» About this task: Output must match the records, character for character.

### Dataset content ###

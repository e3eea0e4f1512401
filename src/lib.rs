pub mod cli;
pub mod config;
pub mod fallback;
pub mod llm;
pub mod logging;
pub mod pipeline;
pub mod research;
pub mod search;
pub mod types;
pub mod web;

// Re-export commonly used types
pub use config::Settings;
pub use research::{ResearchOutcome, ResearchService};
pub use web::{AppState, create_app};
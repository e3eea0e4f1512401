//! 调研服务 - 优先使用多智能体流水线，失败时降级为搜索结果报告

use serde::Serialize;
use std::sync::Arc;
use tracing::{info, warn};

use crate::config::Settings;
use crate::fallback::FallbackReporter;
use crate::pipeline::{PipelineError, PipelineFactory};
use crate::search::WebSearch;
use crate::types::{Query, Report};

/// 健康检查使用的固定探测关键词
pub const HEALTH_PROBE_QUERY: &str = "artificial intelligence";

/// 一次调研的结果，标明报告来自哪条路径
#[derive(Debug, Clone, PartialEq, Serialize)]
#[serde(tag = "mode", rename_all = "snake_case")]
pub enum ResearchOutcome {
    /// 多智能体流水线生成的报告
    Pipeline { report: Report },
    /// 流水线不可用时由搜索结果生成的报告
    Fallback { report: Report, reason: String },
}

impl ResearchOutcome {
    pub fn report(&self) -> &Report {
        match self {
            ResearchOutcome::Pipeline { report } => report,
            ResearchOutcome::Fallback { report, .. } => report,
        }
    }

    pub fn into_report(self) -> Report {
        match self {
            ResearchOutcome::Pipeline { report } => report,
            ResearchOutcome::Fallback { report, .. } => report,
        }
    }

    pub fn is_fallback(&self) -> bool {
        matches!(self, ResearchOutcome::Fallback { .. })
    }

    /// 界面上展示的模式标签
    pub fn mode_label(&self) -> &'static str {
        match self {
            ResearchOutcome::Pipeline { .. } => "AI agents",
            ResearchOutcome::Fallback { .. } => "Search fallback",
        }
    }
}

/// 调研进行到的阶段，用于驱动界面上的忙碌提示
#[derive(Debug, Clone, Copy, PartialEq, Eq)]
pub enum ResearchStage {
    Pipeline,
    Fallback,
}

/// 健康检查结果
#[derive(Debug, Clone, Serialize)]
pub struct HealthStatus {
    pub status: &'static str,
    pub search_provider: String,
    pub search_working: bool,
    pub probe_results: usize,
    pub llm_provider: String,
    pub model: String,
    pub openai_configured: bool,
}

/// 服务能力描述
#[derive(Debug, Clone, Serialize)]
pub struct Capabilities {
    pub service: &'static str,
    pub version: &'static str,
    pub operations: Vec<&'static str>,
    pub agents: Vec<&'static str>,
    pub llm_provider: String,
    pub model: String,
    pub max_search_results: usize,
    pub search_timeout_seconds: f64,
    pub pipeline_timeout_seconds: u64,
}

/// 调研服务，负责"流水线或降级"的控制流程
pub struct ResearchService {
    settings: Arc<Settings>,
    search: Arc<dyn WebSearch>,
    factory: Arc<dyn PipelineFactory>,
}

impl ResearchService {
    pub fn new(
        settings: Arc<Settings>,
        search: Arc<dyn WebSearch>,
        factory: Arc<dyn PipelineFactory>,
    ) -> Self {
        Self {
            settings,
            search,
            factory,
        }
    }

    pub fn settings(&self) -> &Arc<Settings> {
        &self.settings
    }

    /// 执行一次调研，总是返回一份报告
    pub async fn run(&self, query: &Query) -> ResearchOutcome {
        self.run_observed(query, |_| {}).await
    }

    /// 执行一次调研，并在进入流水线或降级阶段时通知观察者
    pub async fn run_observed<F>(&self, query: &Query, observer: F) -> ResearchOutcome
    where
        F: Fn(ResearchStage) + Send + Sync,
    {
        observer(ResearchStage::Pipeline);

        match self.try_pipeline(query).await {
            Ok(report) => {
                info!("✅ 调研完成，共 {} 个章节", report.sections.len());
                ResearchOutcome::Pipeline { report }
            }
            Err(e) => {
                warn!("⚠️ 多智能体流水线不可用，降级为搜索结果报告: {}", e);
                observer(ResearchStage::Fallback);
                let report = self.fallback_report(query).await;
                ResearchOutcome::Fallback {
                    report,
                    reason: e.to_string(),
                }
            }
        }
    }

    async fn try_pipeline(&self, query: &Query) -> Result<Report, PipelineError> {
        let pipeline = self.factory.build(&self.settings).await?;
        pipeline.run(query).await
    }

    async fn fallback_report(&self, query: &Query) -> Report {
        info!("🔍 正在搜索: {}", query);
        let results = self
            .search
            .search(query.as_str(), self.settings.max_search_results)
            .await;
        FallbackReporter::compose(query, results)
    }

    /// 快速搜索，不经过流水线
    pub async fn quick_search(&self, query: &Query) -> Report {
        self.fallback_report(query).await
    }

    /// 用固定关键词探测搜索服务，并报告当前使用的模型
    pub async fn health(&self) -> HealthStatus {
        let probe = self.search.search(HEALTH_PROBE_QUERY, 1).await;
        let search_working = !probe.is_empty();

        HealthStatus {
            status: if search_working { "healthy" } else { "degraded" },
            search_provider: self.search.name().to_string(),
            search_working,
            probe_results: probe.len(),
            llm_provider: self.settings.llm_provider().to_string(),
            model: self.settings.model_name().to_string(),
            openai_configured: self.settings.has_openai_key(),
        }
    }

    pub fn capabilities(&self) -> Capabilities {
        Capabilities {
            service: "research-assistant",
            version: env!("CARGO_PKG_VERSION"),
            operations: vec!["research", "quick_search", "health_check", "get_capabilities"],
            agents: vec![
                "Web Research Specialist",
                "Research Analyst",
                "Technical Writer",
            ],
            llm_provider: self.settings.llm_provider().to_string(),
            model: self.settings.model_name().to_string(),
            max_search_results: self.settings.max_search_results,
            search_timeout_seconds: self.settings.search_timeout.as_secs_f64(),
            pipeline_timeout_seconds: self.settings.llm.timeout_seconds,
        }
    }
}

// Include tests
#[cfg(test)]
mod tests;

###

» Response box:
repository e3eea0e4f1512401
filename src/lib.rs
pub mod cli;
pub mod config;
pub mod fallback;
pub mod llm;
pub mod logging;
pub mod pipeline;
pub mod research;
pub mod search;
pub mod types;
pub mod web;

// Re-export commonly used types
pub use config::Settings;
pub use research::{ResearchOutcome, ResearchService};
pub use web::{AppState, create_app};
repository e3eea0e4f1512401
//! 调研服务 - 优先使用多智能体流水线，失败时降级为搜索结果报告

use serde::Serialize;
use std::sync::Arc;
use tracing::{info, warn};

use crate::config::Settings;
use crate::fallback::FallbackReporter;
use crate::pipeline::{PipelineError, PipelineFactory};
use crate::search::WebSearch;
use crate::types::{Query, Report};

/// 健康检查使用的固定探测关键词
pub const HEALTH_PROBE_QUERY: &str = "artificial intelligence";

/// 一次调研的结果，标明报告来自哪条路径
#[derive(Debug, Clone, PartialEq, Serialize)]
#[serde(tag = "mode", rename_all = "snake_case")]
pub enum ResearchOutcome {
    /// 多智能体流水线生成的报告
    Pipeline { report: Report },
    /// 流水线不可用时由搜索结果生成的报告
    Fallback { report: Report, reason: String },
}

impl ResearchOutcome {
    pub fn report(&self) -> &Report {
        match self {
            ResearchOutcome::Pipeline { report } => report,
            ResearchOutcome::Fallback { report, .. } => report,
        }
    }

    pub fn into_report(self) -> Report {
        match self {
            ResearchOutcome::Pipeline { report } => report,
            ResearchOutcome::Fallback { report, .. } => report,
        }
    }

    pub fn is_fallback(&self) -> bool {
        matches!(self, ResearchOutcome::Fallback { .. })
    }

    /// 界面上展示的模式标签
    pub fn mode_label(&self) -> &'static str {
        match self {
            ResearchOutcome::Pipeline { .. } => "AI agents",
            ResearchOutcome::Fallback { .. } => "Search fallback",
        }
    }
}

/// 调研进行到的阶段，用于驱动界面上的忙碌提示
#[derive(Debug, Clone, Copy, PartialEq, Eq)]
pub enum ResearchStage {
    Pipeline,
    Fallback,
}

/// 健康检查结果
#[derive(Debug, Clone, Serialize)]
pub struct HealthStatus {
    pub status: &'static str,
    pub search_provider: String,
    pub search_working: bool,
    pub probe_results: usize,
    pub llm_provider: String,
    pub model: String,
    pub openai_configured: bool,
}

/// 服务能力描述
#[derive(Debug, Clone, Serialize)]
pub struct Capabilities {
    pub service: &'static str,
    pub version: &'static str,
    pub operations: Vec<&'static str>,
    pub agents: Vec<&'static str>,
    pub llm_provider: String,
    pub model: String,
    pub max_search_results: usize,
    pub search_timeout_seconds: f64,
    pub pipeline_timeout_seconds: u64,
}

/// 调研服务，负责"流水线或降级"的控制流程
pub struct ResearchService {
    settings: Arc<Settings>,
    search: Arc<dyn WebSearch>,
    factory: Arc<dyn PipelineFactory>,
}

impl ResearchService {
    pub fn new(
        settings: Arc<Settings>,
        search: Arc<dyn WebSearch>,
        factory: Arc<dyn PipelineFactory>,
    ) -> Self {
        Self {
            settings,
            search,
            factory,
        }
    }

    pub fn settings(&self) -> &Arc<Settings> {
        &self.settings
    }

    /// 执行一次调研，总是返回一份报告
    pub async fn run(&self, query: &Query) -> ResearchOutcome {
        self.run_observed(query, |_| {}).await
    }

    /// 执行一次调研，并在进入流水线或降级阶段时通知观察者
    pub async fn run_observed<F>(&self, query: &Query, observer: F) -> ResearchOutcome
    where
        F: Fn(ResearchStage) + Send + Sync,
    {
        observer(ResearchStage::Pipeline);

        match self.try_pipeline(query).await {
            Ok(report) => {
                info!("✅ 调研完成，共 {} 个章节", report.sections.len());
                ResearchOutcome::Pipeline { report }
            }
            Err(e) => {
                warn!("⚠️ 多智能体流水线不可用，降级为搜索结果报告: {}", e);
                observer(ResearchStage::Fallback);
                let report = self.fallback_report(query).await;
                ResearchOutcome::Fallback {
                    report,
                    reason: e.to_string(),
                }
            }
        }
    }

    async fn try_pipeline(&self, query: &Query) -> Result<Report, PipelineError> {
        let pipeline = self.factory.build(&self.settings).await?;
        pipeline.run(query).await
    }

    async fn fallback_report(&self, query: &Query) -> Report {
        info!("🔍 正在搜索: {}", query);
        let results = self
            .search
            .search(query.as_str(), self.settings.max_search_results)
            .await;
        FallbackReporter::compose(query, results)
    }

    /// 快速搜索，不经过流水线
    pub async fn quick_search(&self, query: &Query) -> Report {
        self.fallback_report(query).await
    }

    /// 用固定关键词探测搜索服务，并报告当前使用的模型
    pub async fn health(&self) -> HealthStatus {
        let probe = self.search.search(HEALTH_PROBE_QUERY, 1).await;
        let search_working = !probe.is_empty();

        HealthStatus {
            status: if search_working { "healthy" } else { "degraded" },
            search_provider: self.search.name().to_string(),
            search_working,
            probe_results: probe.len(),
            llm_provider: self.settings.llm_provider().to_string(),
            model: self.settings.model_name().to_string(),
            openai_configured: self.settings.has_openai_key(),
        }
    }

    pub fn capabilities(&self) -> Capabilities {
        Capabilities {
            service: "research-assistant",
            version: env!("CARGO_PKG_VERSION"),
            operations: vec!["research", "quick_search", "health_check", "get_capabilities"],
            agents: vec![
                "Web Research Specialist",
                "Research Analyst",
                "Technical Writer",
            ],
            llm_provider: self.settings.llm_provider().to_string(),
            model: self.settings.model_name().to_string(),
            max_search_results: self.settings.max_search_results,
            search_timeout_seconds: self.settings.search_timeout.as_secs_f64(),
            pipeline_timeout_seconds: self.settings.llm.timeout_seconds,
        }
    }
}

// Include tests
#[cfg(test)]
mod tests;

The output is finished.